1762-10-17, de Voltaire [François Marie Arouet] à Jean Le Rond d'Alembert.

Mon cher confrère, mon cher et vrai philosophe, je vous ai envoyé la traduction de cette infâme lettre anglaise insérée dans les papiers de Londres, du mois de juin.
C'est la même que m. le duc de Choiseul a eu la bonté de me faire parvenir. Si je vous avais écrit une pareille lettre, il faudrait me pendre à la porte des petites maisons: et il serait très triste pour vous d'être en correspondance avec un malhonnête homme si insensé.

Après y avoir bien rêvé, je crois que vous n'avez autre chose à faire qu'à m'envoyer, sous l'enveloppe de m. le duc de Choiseul, la lettre que je vous écrivis au mois de mai ou d'avril, sur laquelle on a mis cette abominable broderie. Je crois que c'était un billet en petit papier, que ce billet était ouvert, et que je l'avais adressé chez m. d'Argental, ou chez m. Damilaville, ou chez m. Thiriot. Je me souviens que je vous instruisais de l'affaire des Calas, et que je vous disais très librement mon avis sur les huit juges de Toulouse qui, malgré les remontrances de cinq autres, ont fait un service solennel à un jeune protestant comme à un martyr, et ont roué un père innocent comme un parricide. J'ai pu vous dire ce que je pensais de ces juges, ainsi que quinze avocats de Paris et un avocat du conseil l'ont dit et imprimé dans leurs mémoires. J'ai pris, comme je le devais, le parti d'un vieillard que je connaissais, et dont les enfants sont chez moi. J'ai pu vous parler avec peu de respect pour les juges, comme je leur parlerais à eux mêmes: mais il me paraît essential que m. de Choiseul voie si le roi et les ministres sont mêlés si indignement et si mal à propos dans ma lettre, et si j'ai écrit les bêtises, les absurdités et les horreurs qu'on a si charitablement ajoutées à mon billet. Cherchez le, je vous en conjure; vous devez à vous et à moi la preuve de la vérité que je demande: c'est la seule manière de confondre une telle imposture, et il est bon que le ministère voie combien on calomnie les gens de lettres. Il y a soixante ans que j'y suis accoutumé, mais je n'y suis pas encore entièrement fait. Tâchez, encore une fois, de retrouver mon billet; envoyez, je vous en supplie, l'original de ma main à m. le duc de Choiseul, et à moi copie.
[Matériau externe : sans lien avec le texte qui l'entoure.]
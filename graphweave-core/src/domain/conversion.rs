use serde::{Deserialize, Serialize};
use serde_json::Value;

/// Audit trail for one attempted coercion of a payload value.
///
/// A successful conversion carries `converted_value`; a failed one carries
/// `errors`. `original_value` is `None` when the payload had no value at all.
#[derive(Debug, Clone, PartialEq, Default, Serialize, Deserialize)]
pub struct Conversion {
    pub original_value: Option<Value>,
    #[serde(default, skip_serializing_if = "Option::is_none")]
    pub converted_value: Option<Value>,
    #[serde(default, skip_serializing_if = "Option::is_none")]
    pub errors: Option<String>,
}

impl Conversion {
    pub fn success(original_value: Option<Value>, converted_value: Value) -> Self {
        Self {
            original_value,
            converted_value: Some(converted_value),
            errors: None,
        }
    }

    pub fn failure(original_value: Option<Value>, errors: impl Into<String>) -> Self {
        Self {
            original_value,
            converted_value: None,
            errors: Some(errors.into()),
        }
    }

    pub fn is_failure(&self) -> bool {
        self.errors.is_some()
    }
}
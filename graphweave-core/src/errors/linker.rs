use thiserror::Error;
use uuid::Uuid;

use crate::errors::{CacheError, QueueError};

/// Errors raised while resolving orphaned edges.
#[derive(Error, Debug)]
pub enum LinkerError {
    #[error("Edge {0} not found")]
    EdgeNotFound(Uuid),

    #[error("Edge {edge_id} unresolved after {attempts} attempts")]
    ResolutionExhausted { edge_id: Uuid, attempts: u32 },

    #[error("Invalid edge queue item: {0}")]
    InvalidQueueItem(#[from] serde_json::Error),

    #[error("Database error: {0}")]
    Database(#[from] sea_orm::DbErr),

    #[error("Queue error: {0}")]
    Queue(#[from] QueueError),

    #[error("Cache error: {0}")]
    Cache(#[from] CacheError),
}

impl LinkerError {
    /// Transient errors are retried through the queue; the rest are dropped.
    pub fn is_transient(&self) -> bool {
        matches!(
            self,
            LinkerError::Database(_) | LinkerError::Queue(_) | LinkerError::Cache(_)
        )
    }

    pub fn error_code(&self) -> &'static str {
        match self {
            LinkerError::EdgeNotFound(_) => "NOT_FOUND",
            LinkerError::ResolutionExhausted { .. } => "RESOLUTION_EXHAUSTED",
            LinkerError::InvalidQueueItem(_) => "JSON_ERROR",
            LinkerError::Database(_) => "DATABASE_ERROR",
            LinkerError::Queue(_) => "QUEUE_ERROR",
            LinkerError::Cache(_) => "CACHE_ERROR",
        }
    }
}
use thiserror::Error;
use uuid::Uuid;

use crate::errors::OntologyError;

/// Errors from the import driver. Transformation failures never surface here;
/// they are recorded on the staged record instead.
#[derive(Error, Debug)]
pub enum ProcessingError {
    #[error("Staged record {0} not found")]
    StagingNotFound(Uuid),

    #[error("Stored transformation {id} is invalid: {source}")]
    InvalidTransformation {
        id: Uuid,
        #[source]
        source: serde_json::Error,
    },

    #[error("Database error: {0}")]
    Database(#[from] sea_orm::DbErr),

    #[error("Ontology error: {0}")]
    Ontology(#[from] OntologyError),

    #[error("JSON error: {0}")]
    Json(#[from] serde_json::Error),
}

impl ProcessingError {
    pub fn is_not_found(&self) -> bool {
        matches!(self, ProcessingError::StagingNotFound(_))
    }

    pub fn error_code(&self) -> &'static str {
        match self {
            ProcessingError::StagingNotFound(_) => "NOT_FOUND",
            ProcessingError::InvalidTransformation { .. } => "VALIDATION_FAILED",
            ProcessingError::Database(_) => "DATABASE_ERROR",
            ProcessingError::Ontology(_) => "ONTOLOGY_ERROR",
            ProcessingError::Json(_) => "JSON_ERROR",
        }
    }
}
S'il y a quelque chose de trop fort dans ce billet, je veux bien en porter la peine: je n'ai point d'ailleurs fait serment de fidélité aux juges de Toulouse; je l'ai fait au roi; je me crois un de ses plus fidèles sujets, et je pense que quiconque a écrit ce qui se trouve dans la lettre anglaise mérite une punition exemplaire.
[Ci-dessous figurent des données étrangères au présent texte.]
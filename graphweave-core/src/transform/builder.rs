//! Materializes resolved keys into a [`Node`] or an [`Edge`].

use serde_json::Value;

use crate::domain::{
    DataStaging, Edge, EdgeConnectionParameter, EndpointTemplate, EntityMetadata, Node,
    TransformationRule,
};
use crate::transform::keys::ResolvedKeys;
use crate::transform::payload::get_nested_value;
use crate::transform::value::{is_truthy, stringify};

/// Builds entities for one rule over one staged record. Provenance fields are
/// copied from the staged record.
pub struct EntityBuilder<'a> {
    rule: &'a TransformationRule,
    staging: &'a DataStaging,
}

impl<'a> EntityBuilder<'a> {
    pub fn new(rule: &'a TransformationRule, staging: &'a DataStaging) -> Self {
        Self { rule, staging }
    }

    fn payload(&self) -> &'a Value {
        &self.staging.data
    }

    pub fn node(&self, metatype_id: &str, resolved: ResolvedKeys, index: &[usize]) -> Node {
        let original_data_id = self
            .rule
            .unique_identifier_key
            .as_deref()
            .and_then(|key| get_nested_value(key, self.payload(), index))
            .map(stringify);

        Node {
            id: None,
            container_id: self.rule.container_id.clone(),
            metatype_id: metatype_id.to_string(),
            properties: resolved.node_properties,
            original_data_id,
            data_source_id: self.staging.data_source_id.clone(),
            import_data_id: self.staging.import_id.clone(),
            data_staging_id: Some(self.staging.id),
            type_mapping_transformation_id: self.rule.id.clone(),
            metadata: EntityMetadata {
                conversions: resolved.conversions,
                failed_conversions: resolved.failed_conversions,
            },
            created_at: Some(self.staging.created_at),
        }
    }

    pub fn edge(
        &self,
        relationship_pair_id: &str,
        origin: EndpointTemplate<'_>,
        destination: EndpointTemplate<'_>,
        resolved: ResolvedKeys,
        index: &[usize],
    ) -> Edge {
        Edge {
            id: None,
            container_id: self.rule.container_id.clone(),
            metatype_relationship_pair_id: relationship_pair_id.to_string(),
            data_source_id: self.staging.data_source_id.clone(),
            properties: resolved.edge_properties,
            origin_id: None,
            destination_id: None,
            origin_original_id: self.endpoint_original_id(origin.id_key, index),
            origin_metatype_id: origin.metatype_id.map(str::to_string),
            origin_data_source_id: origin.data_source_id.map(str::to_string),
            destination_original_id: self.endpoint_original_id(destination.id_key, index),
            destination_metatype_id: destination.metatype_id.map(str::to_string),
            destination_data_source_id: destination.data_source_id.map(str::to_string),
            origin_parameters: self.fill_parameters(origin.parameters, index),
            destination_parameters: self.fill_parameters(destination.parameters, index),
            import_data_id: self.staging.import_id.clone(),
            data_staging_id: Some(self.staging.id),
            type_mapping_transformation_id: self.rule.id.clone(),
            metadata: EntityMetadata {
                conversions: resolved.conversions,
                failed_conversions: resolved.failed_conversions,
            },
            created_at: Some(self.staging.created_at),
        }
    }

    /// Falsy extracted ids leave the endpoint unset.
    fn endpoint_original_id(&self, key: Option<&str>, index: &[usize]) -> Option<String> {
        get_nested_value(key?, self.payload(), index)
            .filter(|value| is_truthy(Some(*value)))
            .map(stringify)
    }

    /// Copies the rule's parameters, replacing the value of every parameter
    /// that names a payload path with the value found there.
    fn fill_parameters(
        &self,
        parameters: &[EdgeConnectionParameter],
        index: &[usize],
    ) -> Vec<EdgeConnectionParameter> {
        parameters
            .iter()
            .map(|parameter| {
                let mut filled = parameter.clone();
                if let Some(key) = parameter.key.as_deref() {
                    filled.value = get_nested_value(key, self.payload(), index).cloned();
                }
                filled
            })
            .collect()
    }
}

#[cfg(test)]
mod tests {
    use super::*;
    use crate::domain::ParameterKind;
    use serde_json::json;

    #[test]
    fn test_edge_endpoints_use_truthiness() {
        let staging = DataStaging::new(
            "ds1",
            json!({"link": {"from": "MFR-1", "to": 0}}),
        );
        let mut rule = TransformationRule::edge("c1", "pair", "link.from", "link.to");
        rule.origin_metatype_id = Some("manufacturer".to_string());

        let builder = EntityBuilder::new(&rule, &staging);
        let edge = builder.edge(
            "pair",
            EndpointTemplate {
                metatype_id: Some("manufacturer"),
                ..EndpointTemplate::by_id_key("link.from")
            },
            EndpointTemplate::by_id_key("link.to"),
            ResolvedKeys::default(),
            &[],
        );

        assert_eq!(edge.origin_original_id.as_deref(), Some("MFR-1"));
        assert_eq!(edge.origin_metatype_id.as_deref(), Some("manufacturer"));
        assert_eq!(edge.destination_original_id, None);
        assert_eq!(edge.data_staging_id, Some(staging.id));
        assert!(edge.is_orphaned());
    }

    #[test]
    fn test_edge_parameters_take_values_from_payload_position() {
        let staging = DataStaging::new(
            "ds1",
            json!({"entries": [{"part": "oil"}, {"part": "tire"}]}),
        );
        let parameters = vec![
            EdgeConnectionParameter::new(ParameterKind::MetatypeId, "part"),
            EdgeConnectionParameter::from_payload(ParameterKind::OriginalId, "entries.[].part"),
        ];
        let rule = TransformationRule::edge("c1", "pair", "a.id", "b.id");
        let template = EndpointTemplate {
            id_key: None,
            metatype_id: None,
            data_source_id: None,
            parameters: &parameters,
        };

        let edge = EntityBuilder::new(&rule, &staging).edge(
            "pair",
            template,
            template,
            ResolvedKeys::default(),
            &[1],
        );

        assert_eq!(edge.origin_original_id, None);
        assert_eq!(edge.origin_parameters[0].value, Some(json!("part")));
        assert_eq!(edge.origin_parameters[1].value, Some(json!("tire")));
        assert_eq!(edge.destination_parameters, edge.origin_parameters);
        assert!(edge.uses_parameters());
    }

    #[test]
    fn test_node_original_id_is_stringified() {
        let staging = DataStaging::new("ds1", json!({"entries": [{"id": 7}]})).with_import("imp-1");
        let mut rule = TransformationRule::node("c1", "entry");
        rule.unique_identifier_key = Some("entries.[].id".to_string());

        let node = EntityBuilder::new(&rule, &staging).node("entry", ResolvedKeys::default(), &[0]);
        assert_eq!(node.original_data_id.as_deref(), Some("7"));
        assert_eq!(node.import_data_id.as_deref(), Some("imp-1"));
        assert_eq!(node.data_source_id, "ds1");
    }
}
Pour une cour de judicature, c'est autre chose: je ne lui dois rien que des épices quand j'ai des procès. En un mot, je vous supplie de chercher ce billet, et de l'envoyer à m. le duc de Choiseul, à mes risques, périls et fortunes.

Il y a un Méhégan, place Sainte-Geneviève, Anglais ou Irlandais d'origine, travaillant au Journal encyclopédique; il est à portée de découvrir l'auteur de la sotte et coupable lettre, d'autant plus que le Journal encyclopédique y est maltraité, et qu'il doit connaître ses ennemis. Je le récompenserai bien, s'il en vient à bout. Joignez vous à moi, je vous en supplie; vous en voyez l'importance.

Je ne vous écris pas de ma main; je suis malade, j'ai peur d'être assez sot pour être malade de chagrin; mais que mes ennemis ne le sachent pas.